■ What to work on:
Scan the records for "response". Report each line that includes it.

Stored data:

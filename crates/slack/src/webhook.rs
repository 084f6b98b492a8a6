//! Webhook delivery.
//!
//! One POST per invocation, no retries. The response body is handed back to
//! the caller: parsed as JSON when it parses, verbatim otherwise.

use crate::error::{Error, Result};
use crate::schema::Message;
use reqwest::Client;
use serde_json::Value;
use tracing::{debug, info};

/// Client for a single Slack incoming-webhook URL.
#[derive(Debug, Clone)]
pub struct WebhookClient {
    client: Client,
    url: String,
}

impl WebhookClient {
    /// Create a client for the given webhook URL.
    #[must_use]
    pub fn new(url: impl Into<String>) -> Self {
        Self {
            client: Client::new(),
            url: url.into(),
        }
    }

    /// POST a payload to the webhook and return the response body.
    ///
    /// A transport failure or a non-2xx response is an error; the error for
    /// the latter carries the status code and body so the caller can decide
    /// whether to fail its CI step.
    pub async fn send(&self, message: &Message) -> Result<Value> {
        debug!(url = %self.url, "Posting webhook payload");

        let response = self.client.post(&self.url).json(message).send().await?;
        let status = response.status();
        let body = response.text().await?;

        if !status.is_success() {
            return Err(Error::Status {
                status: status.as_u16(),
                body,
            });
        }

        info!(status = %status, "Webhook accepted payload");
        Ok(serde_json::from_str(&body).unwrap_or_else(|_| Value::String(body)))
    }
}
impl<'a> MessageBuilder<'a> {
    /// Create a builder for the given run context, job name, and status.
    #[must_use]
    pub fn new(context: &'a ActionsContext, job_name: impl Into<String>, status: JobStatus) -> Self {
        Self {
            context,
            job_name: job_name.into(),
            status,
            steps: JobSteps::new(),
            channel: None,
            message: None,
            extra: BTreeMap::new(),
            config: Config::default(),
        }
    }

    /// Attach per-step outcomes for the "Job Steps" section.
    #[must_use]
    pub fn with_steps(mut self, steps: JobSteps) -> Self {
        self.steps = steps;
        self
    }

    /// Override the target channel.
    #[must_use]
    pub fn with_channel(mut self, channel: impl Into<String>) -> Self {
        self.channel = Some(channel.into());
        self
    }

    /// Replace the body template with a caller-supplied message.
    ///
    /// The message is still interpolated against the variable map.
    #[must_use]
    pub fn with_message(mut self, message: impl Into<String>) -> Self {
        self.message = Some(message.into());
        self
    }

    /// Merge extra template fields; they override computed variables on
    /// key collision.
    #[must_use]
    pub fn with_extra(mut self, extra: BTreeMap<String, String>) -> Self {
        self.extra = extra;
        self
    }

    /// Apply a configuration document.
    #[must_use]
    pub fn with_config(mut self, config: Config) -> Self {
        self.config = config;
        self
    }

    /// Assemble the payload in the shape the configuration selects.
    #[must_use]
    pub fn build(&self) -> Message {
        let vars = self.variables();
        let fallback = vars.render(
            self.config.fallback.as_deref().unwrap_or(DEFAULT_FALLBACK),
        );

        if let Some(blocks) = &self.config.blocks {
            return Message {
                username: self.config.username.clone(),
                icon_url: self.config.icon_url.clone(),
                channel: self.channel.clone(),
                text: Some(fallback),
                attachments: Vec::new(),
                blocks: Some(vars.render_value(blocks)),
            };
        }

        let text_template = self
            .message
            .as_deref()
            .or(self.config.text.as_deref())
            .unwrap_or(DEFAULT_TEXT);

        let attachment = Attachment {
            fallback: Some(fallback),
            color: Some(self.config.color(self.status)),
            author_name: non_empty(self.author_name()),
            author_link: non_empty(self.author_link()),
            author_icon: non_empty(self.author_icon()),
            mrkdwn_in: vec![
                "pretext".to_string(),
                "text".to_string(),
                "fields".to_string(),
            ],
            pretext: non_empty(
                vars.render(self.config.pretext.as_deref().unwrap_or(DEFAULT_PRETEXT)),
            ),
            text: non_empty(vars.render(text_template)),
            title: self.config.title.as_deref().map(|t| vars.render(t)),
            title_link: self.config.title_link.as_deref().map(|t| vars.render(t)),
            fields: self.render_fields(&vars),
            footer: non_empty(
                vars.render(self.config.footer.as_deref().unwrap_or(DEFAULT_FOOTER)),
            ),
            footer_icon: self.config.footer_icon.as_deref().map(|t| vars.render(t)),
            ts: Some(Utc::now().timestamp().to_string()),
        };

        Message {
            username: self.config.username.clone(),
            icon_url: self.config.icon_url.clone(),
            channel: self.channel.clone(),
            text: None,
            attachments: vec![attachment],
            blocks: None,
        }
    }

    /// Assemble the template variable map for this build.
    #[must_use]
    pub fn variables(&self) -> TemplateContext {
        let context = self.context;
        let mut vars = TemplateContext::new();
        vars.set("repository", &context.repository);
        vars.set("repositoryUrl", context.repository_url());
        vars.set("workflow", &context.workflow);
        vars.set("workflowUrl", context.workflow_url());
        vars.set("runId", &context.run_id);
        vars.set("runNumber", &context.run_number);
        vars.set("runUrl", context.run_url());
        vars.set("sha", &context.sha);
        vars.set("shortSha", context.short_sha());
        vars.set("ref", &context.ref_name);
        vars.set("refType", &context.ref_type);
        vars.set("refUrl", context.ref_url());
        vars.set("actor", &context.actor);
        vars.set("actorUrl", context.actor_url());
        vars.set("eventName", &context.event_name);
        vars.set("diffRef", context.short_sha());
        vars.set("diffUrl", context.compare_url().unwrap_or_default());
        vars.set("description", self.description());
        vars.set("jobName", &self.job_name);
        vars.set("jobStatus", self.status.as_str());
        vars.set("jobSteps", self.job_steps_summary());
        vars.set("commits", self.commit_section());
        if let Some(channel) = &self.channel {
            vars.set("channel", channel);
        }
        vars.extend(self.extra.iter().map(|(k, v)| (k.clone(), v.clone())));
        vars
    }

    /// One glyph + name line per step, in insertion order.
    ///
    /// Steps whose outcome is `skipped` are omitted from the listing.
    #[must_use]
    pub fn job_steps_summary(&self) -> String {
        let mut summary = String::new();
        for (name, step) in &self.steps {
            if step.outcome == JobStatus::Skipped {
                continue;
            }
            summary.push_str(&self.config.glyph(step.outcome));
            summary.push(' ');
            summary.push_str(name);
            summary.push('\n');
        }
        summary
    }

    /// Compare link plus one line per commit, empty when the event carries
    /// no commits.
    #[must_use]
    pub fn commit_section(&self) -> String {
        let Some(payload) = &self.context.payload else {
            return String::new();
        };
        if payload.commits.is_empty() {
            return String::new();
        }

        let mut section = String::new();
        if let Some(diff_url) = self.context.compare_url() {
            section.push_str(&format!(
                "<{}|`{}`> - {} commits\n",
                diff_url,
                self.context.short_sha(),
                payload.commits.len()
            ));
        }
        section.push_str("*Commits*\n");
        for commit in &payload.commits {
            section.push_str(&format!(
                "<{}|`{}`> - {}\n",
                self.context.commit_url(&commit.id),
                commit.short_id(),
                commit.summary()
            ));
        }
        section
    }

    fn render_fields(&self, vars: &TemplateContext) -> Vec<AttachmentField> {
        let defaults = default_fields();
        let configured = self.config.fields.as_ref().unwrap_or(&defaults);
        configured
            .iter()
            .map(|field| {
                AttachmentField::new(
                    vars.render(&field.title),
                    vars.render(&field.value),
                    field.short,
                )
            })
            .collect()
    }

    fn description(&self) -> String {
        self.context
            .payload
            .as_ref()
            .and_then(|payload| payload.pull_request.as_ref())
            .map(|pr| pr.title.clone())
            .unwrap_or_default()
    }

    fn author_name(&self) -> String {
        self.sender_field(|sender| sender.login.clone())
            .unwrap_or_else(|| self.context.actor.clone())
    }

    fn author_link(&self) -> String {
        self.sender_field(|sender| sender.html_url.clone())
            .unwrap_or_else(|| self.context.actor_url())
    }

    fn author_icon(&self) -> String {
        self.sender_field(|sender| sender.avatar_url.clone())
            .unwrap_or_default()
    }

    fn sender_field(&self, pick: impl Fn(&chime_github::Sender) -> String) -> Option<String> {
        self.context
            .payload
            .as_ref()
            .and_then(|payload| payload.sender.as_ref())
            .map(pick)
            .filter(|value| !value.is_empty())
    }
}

■ Solved problem:
//! One POST per invocation, no retries. The response body is handed back to
    /// POST a payload to the webhook and return the response body.
    /// A transport failure or a non-2xx response is an error; the error for
        let response = self.client.post(&self.url).json(message).send().await?;
        let status = response.status();
        let body = response.text().await?;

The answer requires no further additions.